家养野猪源EMCV VP1基因的原核表达及其间接ELISA方法的建立和应用

目的以原核表达的脑心肌炎病毒(EMCV)VP1蛋白作为检测抗原,建立间接ELISA方法用来检测EMCV抗体。方法应用原核表达载体pET-28a构建家养野猪源EMCV VP1基因的重组表达质粒,并在感受态细胞BL21中表达,将该重组蛋白纯化后作为包被抗原,建立间接ELISA标准化检测程序,并应用于临床检测。结果经双酶切、PCR和测序鉴定,重组质粒pET-28a-VP1构建成功,转化后诱导表达,经SDS-PAGE电泳分析得到高效表达的VP1蛋白,该重组蛋白可被EMCV阳性血清特异性识别,具有良好的反应原性;通过优化反应条件,确定抗原浓度为1.25 ug/mL、待检血清以1∶80倍稀释为最佳抗原包被浓度和待检血清最佳稀释度,5%脱脂乳作为封闭液,待检血清的最佳作用时间为37 ℃作用60 min,酶标抗体稀释度的最佳工作浓度和最佳作用时间分别为1∶8 000和37 ℃ 30 min,底物最佳显色时间为20 min,特异性强,敏感性较高,重复性良好;应用该间接ELISA方法分别检测河南省126个猪场送检的1 618份血清和527份PCV-2抗体阳性血清,发现阳性场检出率为65.87%,血清总阳性率为45.30%,不同规模和不同阶段猪群均存在EMCV感染,中小型猪场的阳性率显著高于规模化猪场,EMCV与猪圆环病毒2型的混合感染率高达75.14%。结论应用原核表达的重组VP1蛋白作为包被抗原建立的间接ELISA方法可用于检测EMCV抗体水平,临床检测结果填补了河南省EMCV血清流行病学监测的空白。

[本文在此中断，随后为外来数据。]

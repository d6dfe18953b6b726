//! Monochrome framebuffer
//!
//! 1 bit per pixel, organized in 8-pixel-tall pages the way SSD1306-class
//! controllers expect: byte `page * WIDTH + x`, bit `y % 8`.

use embedded_graphics::mono_font::ascii::{FONT_10X20, FONT_6X10};
use embedded_graphics::mono_font::{MonoFont, MonoTextStyle};
use embedded_graphics::pixelcolor::BinaryColor;
use embedded_graphics::prelude::*;
use embedded_graphics::primitives::{Line, PrimitiveStyle};
use embedded_graphics::text::{Baseline, Text};

use crate::backend::DisplayError;

/// Panel width in pixels
pub const WIDTH: usize = 128;

/// Panel height in pixels
pub const HEIGHT: usize = 32;

/// Number of 8-pixel pages
pub const PAGES: usize = HEIGHT / 8;

/// Off-screen pixel buffer
#[derive(Clone)]
pub struct Framebuffer {
    buffer: [u8; WIDTH * PAGES],
}

impl Default for Framebuffer {
    fn default() -> Self {
        Self::new()
    }
}

impl Framebuffer {
    /// Create a blank framebuffer
    pub const fn new() -> Self {
        Self {
            buffer: [0; WIDTH * PAGES],
        }
    }

    /// Blank every pixel
    pub fn clear(&mut self) {
        self.buffer.fill(0);
    }

    /// Set one pixel; out-of-bounds coordinates are clipped
    pub fn set_pixel(&mut self, x: i32, y: i32, on: bool) {
        if x < 0 || y < 0 || x >= WIDTH as i32 || y >= HEIGHT as i32 {
            return;
        }
        let (x, y) = (x as usize, y as usize);
        let idx = (y / 8) * WIDTH + x;
        let mask = 1 << (y % 8);
        if on {
            self.buffer[idx] |= mask;
        } else {
            self.buffer[idx] &= !mask;
        }
    }

    /// Read one pixel; out-of-bounds reads as off
    pub fn pixel(&self, x: i32, y: i32) -> bool {
        if x < 0 || y < 0 || x >= WIDTH as i32 || y >= HEIGHT as i32 {
            return false;
        }
        let (x, y) = (x as usize, y as usize);
        self.buffer[(y / 8) * WIDTH + x] & (1 << (y % 8)) != 0
    }

    /// Draw text with its top-left corner at (`x`, `y`)
    pub fn text(&mut self, x: i32, y: i32, scale: u8, text: &str) -> Result<(), DisplayError> {
        let style = MonoTextStyle::new(font_for_scale(scale)?, BinaryColor::On);
        Text::with_baseline(text, Point::new(x, y), style, Baseline::Top)
            .draw(self)
            .ok();
        Ok(())
    }

    /// Draw a one-pixel line, both endpoints included
    pub fn line(&mut self, x0: i32, y0: i32, x1: i32, y1: i32) {
        Line::new(Point::new(x0, y0), Point::new(x1, y1))
            .into_styled(PrimitiveStyle::with_stroke(BinaryColor::On, 1))
            .draw(self)
            .ok();
    }

    /// One page of pixel data, left to right
    pub fn page(&self, page: usize) -> &[u8] {
        &self.buffer[page * WIDTH..(page + 1) * WIDTH]
    }

    /// Number of pixels currently on
    pub fn lit(&self) -> u32 {
        self.buffer.iter().map(|b| b.count_ones()).sum()
    }
}

fn font_for_scale(scale: u8) -> Result<&'static MonoFont<'static>, DisplayError> {
    match scale {
        1 => Ok(&FONT_6X10),
        2 => Ok(&FONT_10X20),
        _ => Err(DisplayError::UnsupportedScale),
    }
}

impl OriginDimensions for Framebuffer {
    fn size(&self) -> Size {
        Size::new(WIDTH as u32, HEIGHT as u32)
    }
}

impl DrawTarget for Framebuffer {
    type Color = BinaryColor;
    type Error = core::convert::Infallible;

    fn draw_iter<I>(&mut self, pixels: I) -> Result<(), Self::Error>
    where
        I: IntoIterator<Item = Pixel<Self::Color>>,
    {
        for Pixel(point, color) in pixels {
            self.set_pixel(point.x, point.y, color.is_on());
        }
        Ok(())
    }
}

#[cfg(test)]
mod tests {
    use super::*;

    #[test]
    fn test_pixel_layout() {
        let mut fb = Framebuffer::new();
        fb.set_pixel(3, 10, true);

        // y=10 lives in page 1, bit 2
        assert_eq!(fb.page(1)[3], 0b0000_0100);
        assert!(fb.pixel(3, 10));
        assert_eq!(fb.lit(), 1);

        fb.set_pixel(3, 10, false);
        assert_eq!(fb.lit(), 0);
    }

    #[test]
    fn test_clipping() {
        let mut fb = Framebuffer::new();
        fb.set_pixel(-1, 0, true);
        fb.set_pixel(128, 0, true);
        fb.set_pixel(0, 32, true);
        assert_eq!(fb.lit(), 0);
        assert!(!fb.pixel(500, 500));
    }

    #[test]
    fn test_horizontal_line() {
        let mut fb = Framebuffer::new();
        fb.line(0, 27, 11, 27);

        assert_eq!(fb.lit(), 12);
        assert!(fb.pixel(0, 27));
        assert!(fb.pixel(11, 27));
        assert!(!fb.pixel(12, 27));
    }

    #[test]
    fn test_text_stays_in_band() {
        let mut fb = Framebuffer::new();
        fb.text(0, 0, 1, "20.00 cm").unwrap();

        assert!(fb.lit() > 0);
        // 6x10 font drawn from the top never reaches the bar row
        for x in 0..WIDTH as i32 {
            assert!(!fb.pixel(x, 27));
        }
    }

    #[test]
    fn test_unknown_scale() {
        let mut fb = Framebuffer::new();
        assert_eq!(fb.text(0, 0, 3, "x"), Err(DisplayError::UnsupportedScale));
        assert_eq!(fb.lit(), 0);
    }

    #[test]
    fn test_clear() {
        let mut fb = Framebuffer::new();
        fb.line(0, 0, 127, 31);
        assert!(fb.lit() > 0);
        fb.clear();
        assert_eq!(fb.lit(), 0);
    }
}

Development and application of indirect ELISA for detection of antibodies against encephalomyocarditis virus based on prokaryotic expression of VP1 protein

We developed an indirect-ELISA method to detect the antibodies against encephomyocarditis virus (EMCV) using the prokaryotic expression of viral protein 1 as antigen. VP1 gene of EMCV was amplified and cloned into the prokaryotic expression vector pet-28a to obtain the recombinant expressed plasmid, and then were transformed into competent cells BL21 for expression. The recombinant protein purified was used as antigen to develop the indirect-ELISA standard detection procedure for clinical application. Results showed that the recombinant expression plasmid pet-28a-VP1 was identified by double digestion, PCR and sequence analysis. They were transformed into competent cells for expression, and VP1 protein was highly expressed by SDS-PAGE analysis. The recombinant protein was recognized specifically by positive serum of EMCV, the optimal antigen concentration was 1.25 ug/mL, the optimal reaction condition of serum samples was 60min at 37℃, the optimal dilution concentration and time of antibodies labeled with enzyme was 1∶8 000 and 30 min at 37 ℃ respectively, and the optimal color time of substrate was 20 min. The indirect-ELISA method was with high specificity and sensitivity, and good repeatability. The survey results showed that the detection rate of positive farm was 65.87% , and total serum positive rate was 45.3% in Henan Province. EMCV infection existed in different size and stages pig farms, compared with large-scale ones, small and medium-sized had higher positive rate, moreover, mixed infection rates with PCV-2 as high as 75.14%. In conclusion, the developed indirect ELISA method based on recombinant VP1 protein as coating antigen is useful for the detection of the EMCV antibody in clinical samples,which filled the surveillance gap of serum epidemiological of EMCV in Henan Province.